Data for this exercise:
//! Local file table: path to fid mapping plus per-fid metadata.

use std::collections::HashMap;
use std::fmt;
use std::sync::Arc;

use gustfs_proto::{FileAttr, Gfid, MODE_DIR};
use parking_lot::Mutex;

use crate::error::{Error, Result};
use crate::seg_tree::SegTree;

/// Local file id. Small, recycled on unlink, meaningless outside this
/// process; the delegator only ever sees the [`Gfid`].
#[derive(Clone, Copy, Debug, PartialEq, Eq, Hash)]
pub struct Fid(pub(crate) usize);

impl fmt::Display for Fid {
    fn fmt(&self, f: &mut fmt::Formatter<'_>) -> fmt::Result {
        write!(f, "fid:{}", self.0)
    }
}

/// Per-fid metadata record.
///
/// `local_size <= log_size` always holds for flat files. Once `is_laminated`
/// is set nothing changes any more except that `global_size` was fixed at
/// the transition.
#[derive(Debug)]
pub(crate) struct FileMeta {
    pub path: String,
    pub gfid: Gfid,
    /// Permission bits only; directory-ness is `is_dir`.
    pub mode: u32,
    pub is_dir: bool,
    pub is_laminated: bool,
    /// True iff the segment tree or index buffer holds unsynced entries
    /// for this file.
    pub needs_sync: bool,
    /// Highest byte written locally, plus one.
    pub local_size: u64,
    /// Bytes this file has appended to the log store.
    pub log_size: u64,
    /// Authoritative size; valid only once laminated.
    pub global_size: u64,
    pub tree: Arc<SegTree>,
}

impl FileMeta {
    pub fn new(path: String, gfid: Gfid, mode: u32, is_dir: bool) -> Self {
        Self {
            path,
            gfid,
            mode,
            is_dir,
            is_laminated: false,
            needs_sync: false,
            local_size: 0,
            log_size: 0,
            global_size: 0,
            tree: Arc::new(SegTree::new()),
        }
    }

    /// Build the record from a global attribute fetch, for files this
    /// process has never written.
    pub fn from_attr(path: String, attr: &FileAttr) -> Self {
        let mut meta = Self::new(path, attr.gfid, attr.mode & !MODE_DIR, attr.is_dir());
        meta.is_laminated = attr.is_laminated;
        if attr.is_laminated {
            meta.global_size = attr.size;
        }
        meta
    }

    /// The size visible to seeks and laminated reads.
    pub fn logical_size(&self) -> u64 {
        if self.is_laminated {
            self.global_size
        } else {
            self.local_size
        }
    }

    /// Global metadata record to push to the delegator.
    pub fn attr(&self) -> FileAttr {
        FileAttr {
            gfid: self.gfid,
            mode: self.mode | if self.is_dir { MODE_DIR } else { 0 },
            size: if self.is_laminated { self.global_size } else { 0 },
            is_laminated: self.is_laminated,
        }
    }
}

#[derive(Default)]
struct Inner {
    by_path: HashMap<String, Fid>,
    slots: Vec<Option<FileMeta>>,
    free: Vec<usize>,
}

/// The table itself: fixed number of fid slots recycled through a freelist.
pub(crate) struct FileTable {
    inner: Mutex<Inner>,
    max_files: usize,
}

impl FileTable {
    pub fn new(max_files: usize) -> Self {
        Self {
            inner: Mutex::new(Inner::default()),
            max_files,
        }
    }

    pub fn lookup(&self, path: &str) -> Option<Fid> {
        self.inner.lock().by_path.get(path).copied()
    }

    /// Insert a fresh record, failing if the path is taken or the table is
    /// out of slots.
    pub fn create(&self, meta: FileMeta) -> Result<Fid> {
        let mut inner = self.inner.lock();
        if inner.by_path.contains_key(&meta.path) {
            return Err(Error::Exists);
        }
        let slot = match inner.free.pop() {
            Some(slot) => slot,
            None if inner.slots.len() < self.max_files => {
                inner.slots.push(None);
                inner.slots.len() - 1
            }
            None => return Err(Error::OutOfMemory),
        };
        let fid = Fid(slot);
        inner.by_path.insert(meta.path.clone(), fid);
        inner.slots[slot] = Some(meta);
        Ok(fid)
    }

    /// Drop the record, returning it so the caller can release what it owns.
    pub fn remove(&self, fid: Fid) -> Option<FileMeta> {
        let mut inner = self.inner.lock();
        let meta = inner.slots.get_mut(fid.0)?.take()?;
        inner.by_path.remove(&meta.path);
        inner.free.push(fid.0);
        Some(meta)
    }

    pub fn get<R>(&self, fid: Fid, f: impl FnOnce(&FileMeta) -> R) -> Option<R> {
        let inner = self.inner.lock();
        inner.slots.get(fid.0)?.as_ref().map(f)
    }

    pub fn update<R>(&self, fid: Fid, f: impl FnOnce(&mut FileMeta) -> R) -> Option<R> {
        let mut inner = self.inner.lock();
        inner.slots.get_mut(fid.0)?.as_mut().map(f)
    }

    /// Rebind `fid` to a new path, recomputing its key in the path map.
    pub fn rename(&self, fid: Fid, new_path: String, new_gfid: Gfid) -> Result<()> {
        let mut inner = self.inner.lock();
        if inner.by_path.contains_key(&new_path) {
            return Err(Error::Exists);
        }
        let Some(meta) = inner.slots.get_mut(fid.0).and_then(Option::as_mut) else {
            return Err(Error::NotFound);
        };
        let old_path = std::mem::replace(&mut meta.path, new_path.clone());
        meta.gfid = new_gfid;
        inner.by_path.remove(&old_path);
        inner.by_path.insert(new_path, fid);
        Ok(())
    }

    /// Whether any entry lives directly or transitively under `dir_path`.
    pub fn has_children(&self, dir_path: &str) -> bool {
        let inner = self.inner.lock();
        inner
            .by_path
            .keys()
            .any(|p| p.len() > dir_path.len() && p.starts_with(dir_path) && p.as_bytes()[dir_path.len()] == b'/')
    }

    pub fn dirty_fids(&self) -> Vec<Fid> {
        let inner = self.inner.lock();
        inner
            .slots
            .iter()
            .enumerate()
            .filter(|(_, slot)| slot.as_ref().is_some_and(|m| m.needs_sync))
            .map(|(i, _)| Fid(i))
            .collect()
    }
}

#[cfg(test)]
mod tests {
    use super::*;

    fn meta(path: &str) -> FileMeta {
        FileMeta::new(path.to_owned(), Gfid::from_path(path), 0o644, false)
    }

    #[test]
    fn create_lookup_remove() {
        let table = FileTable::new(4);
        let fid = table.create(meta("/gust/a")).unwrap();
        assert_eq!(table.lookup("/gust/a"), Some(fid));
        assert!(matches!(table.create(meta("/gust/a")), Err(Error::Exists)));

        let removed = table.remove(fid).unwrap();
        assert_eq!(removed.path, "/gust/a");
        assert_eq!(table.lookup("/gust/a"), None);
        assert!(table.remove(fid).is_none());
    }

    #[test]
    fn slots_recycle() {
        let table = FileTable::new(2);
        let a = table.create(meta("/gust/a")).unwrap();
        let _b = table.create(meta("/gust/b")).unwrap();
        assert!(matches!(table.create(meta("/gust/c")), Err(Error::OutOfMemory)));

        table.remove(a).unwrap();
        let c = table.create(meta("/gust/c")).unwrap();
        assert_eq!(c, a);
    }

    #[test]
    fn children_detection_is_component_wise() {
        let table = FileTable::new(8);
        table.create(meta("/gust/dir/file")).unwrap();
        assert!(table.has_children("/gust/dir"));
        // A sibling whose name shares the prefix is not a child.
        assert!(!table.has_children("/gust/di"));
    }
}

Required action:
Please transcribe exactly the line containing "not a child." and every line after it through the end of the records, and nothing else.

Expected answer:
        // A sibling whose name shares the prefix is not a child.
        assert!(!table.has_children("/gust/di"));
    }
}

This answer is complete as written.